══ Data listing ══
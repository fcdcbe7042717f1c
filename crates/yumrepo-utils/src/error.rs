use std::{error::Error, fmt, path::PathBuf};

#[derive(Debug)]
pub enum PathError {
    CurrentDir { source: std::io::Error },

    Empty,

    MissingEnvVar { var: String, input: String },

    UnclosedVariable { input: String },
}

impl fmt::Display for PathError {
    fn fmt(&self, f: &mut fmt::Formatter<'_>) -> fmt::Result {
        match self {
            PathError::Empty => write!(f, "Path is empty"),
            PathError::CurrentDir { source } => {
                write!(f, "Failed to get current directory: {source}")
            }
            PathError::UnclosedVariable { input } => {
                write!(f, "Unclosed variable expression starting at `{input}`")
            }
            PathError::MissingEnvVar { var, input } => {
                write!(f, "Environment variable `{var}` not set in `{input}`")
            }
        }
    }
}

impl Error for PathError {
    fn source(&self) -> Option<&(dyn Error + 'static)> {
        match self {
            PathError::CurrentDir { source } => Some(source),
            _ => None,
        }
    }
}

#[derive(Debug)]
pub enum FileSystemError {
    Directory {
        path: PathBuf,
        action: &'static str,
        source: std::io::Error,
    },

    NotADirectory {
        path: PathBuf,
    },
}

impl fmt::Display for FileSystemError {
    fn fmt(&self, f: &mut fmt::Formatter<'_>) -> fmt::Result {
        match self {
            FileSystemError::Directory {
                path,
                action,
                source,
            } => {
                write!(
                    f,
                    "Failed to {action} directory `{}`: {source}",
                    path.display()
                )
            }
            FileSystemError::NotADirectory { path } => {
                write!(f, "`{}` is not a directory", path.display())
            }
        }
    }
}

impl Error for FileSystemError {
    fn source(&self) -> Option<&(dyn Error + 'static)> {
        match self {
            FileSystemError::Directory { source, .. } => Some(source),
            _ => None,
        }
    }
}

#[derive(Debug)]
pub enum DurationError {
    Invalid { input: String },
}

impl fmt::Display for DurationError {
    fn fmt(&self, f: &mut fmt::Formatter<'_>) -> fmt::Result {
        match self {
            DurationError::Invalid { input } => {
                write!(
                    f,
                    "Invalid duration `{input}`: expected a value like `30s`, `5m` or `1h30m`"
                )
            }
        }
    }
}

impl Error for DurationError {}

#[derive(Debug)]
pub enum UtilsError {
    Duration(DurationError),
    Path(PathError),
    FileSystem(FileSystemError),
}

impl fmt::Display for UtilsError {
    fn fmt(&self, f: &mut fmt::Formatter<'_>) -> fmt::Result {
        match self {
            UtilsError::Duration(err) => write!(f, "{err}"),
            UtilsError::Path(err) => write!(f, "{err}"),
            UtilsError::FileSystem(err) => write!(f, "{err}"),
        }
    }
}

impl Error for UtilsError {
    fn source(&self) -> Option<&(dyn Error + 'static)> {
        match self {
            UtilsError::Duration(err) => Some(err),
            UtilsError::Path(err) => Some(err),
            UtilsError::FileSystem(err) => Some(err),
        }
    }
}

impl From<DurationError> for UtilsError {
    fn from(err: DurationError) -> Self {
        UtilsError::Duration(err)
    }
}

impl From<PathError> for UtilsError {
    fn from(err: PathError) -> Self {
        UtilsError::Path(err)
    }
}

impl From<FileSystemError> for UtilsError {
    fn from(err: FileSystemError) -> Self {
        UtilsError::FileSystem(err)
    }
}

pub type DurationResult<T> = std::result::Result<T, DurationError>;
pub type FileSystemResult<T> = std::result::Result<T, FileSystemError>;
pub type PathResult<T> = std::result::Result<T, PathError>;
═══
» **What you are asked to do**
The records are to be repeated in full, exactly as they stand.

» **The completed task**
repository fcdcbe7042717f1c
filename crates/yumrepo-utils/src/error.rs
use std::{error::Error, fmt, path::PathBuf};

#[derive(Debug)]
pub enum PathError {
    CurrentDir { source: std::io::Error },

    Empty,

    MissingEnvVar { var: String, input: String },

    UnclosedVariable { input: String },
}

impl fmt::Display for PathError {
    fn fmt(&self, f: &mut fmt::Formatter<'_>) -> fmt::Result {
        match self {
            PathError::Empty => write!(f, "Path is empty"),
            PathError::CurrentDir { source } => {
                write!(f, "Failed to get current directory: {source}")
            }
            PathError::UnclosedVariable { input } => {
                write!(f, "Unclosed variable expression starting at `{input}`")
            }
            PathError::MissingEnvVar { var, input } => {
                write!(f, "Environment variable `{var}` not set in `{input}`")
            }
        }
    }
}

impl Error for PathError {
    fn source(&self) -> Option<&(dyn Error + 'static)> {
        match self {
            PathError::CurrentDir { source } => Some(source),
            _ => None,
        }
    }
}

#[derive(Debug)]
pub enum FileSystemError {
    Directory {
        path: PathBuf,
        action: &'static str,
        source: std::io::Error,
    },

    NotADirectory {
        path: PathBuf,
    },
}

impl fmt::Display for FileSystemError {
    fn fmt(&self, f: &mut fmt::Formatter<'_>) -> fmt::Result {
        match self {
            FileSystemError::Directory {
                path,
                action,
                source,
            } => {
                write!(
                    f,
                    "Failed to {action} directory `{}`: {source}",
                    path.display()
                )
            }
            FileSystemError::NotADirectory { path } => {
                write!(f, "`{}` is not a directory", path.display())
            }
        }
    }
}

impl Error for FileSystemError {
    fn source(&self) -> Option<&(dyn Error + 'static)> {
        match self {
            FileSystemError::Directory { source, .. } => Some(source),
            _ => None,
        }
    }
}

#[derive(Debug)]
pub enum DurationError {
    Invalid { input: String },
}

impl fmt::Display for DurationError {
    fn fmt(&self, f: &mut fmt::Formatter<'_>) -> fmt::Result {
        match self {
            DurationError::Invalid { input } => {
                write!(
                    f,
                    "Invalid duration `{input}`: expected a value like `30s`, `5m` or `1h30m`"
                )
            }
        }
    }
}

impl Error for DurationError {}

#[derive(Debug)]
pub enum UtilsError {
    Duration(DurationError),
    Path(PathError),
    FileSystem(FileSystemError),
}

impl fmt::Display for UtilsError {
    fn fmt(&self, f: &mut fmt::Formatter<'_>) -> fmt::Result {
        match self {
            UtilsError::Duration(err) => write!(f, "{err}"),
            UtilsError::Path(err) => write!(f, "{err}"),
            UtilsError::FileSystem(err) => write!(f, "{err}"),
        }
    }
}

impl Error for UtilsError {
    fn source(&self) -> Option<&(dyn Error + 'static)> {
        match self {
            UtilsError::Duration(err) => Some(err),
            UtilsError::Path(err) => Some(err),
            UtilsError::FileSystem(err) => Some(err),
        }
    }
}

impl From<DurationError> for UtilsError {
    fn from(err: DurationError) -> Self {
        UtilsError::Duration(err)
    }
}

impl From<PathError> for UtilsError {
    fn from(err: PathError) -> Self {
        UtilsError::Path(err)
    }
}

impl From<FileSystemError> for UtilsError {
    fn from(err: FileSystemError) -> Self {
        UtilsError::FileSystem(err)
    }
}

pub type DurationResult<T> = std::result::Result<T, DurationError>;
pub type FileSystemResult<T> = std::result::Result<T, FileSystemError>;
pub type PathResult<T> = std::result::Result<T, PathError>;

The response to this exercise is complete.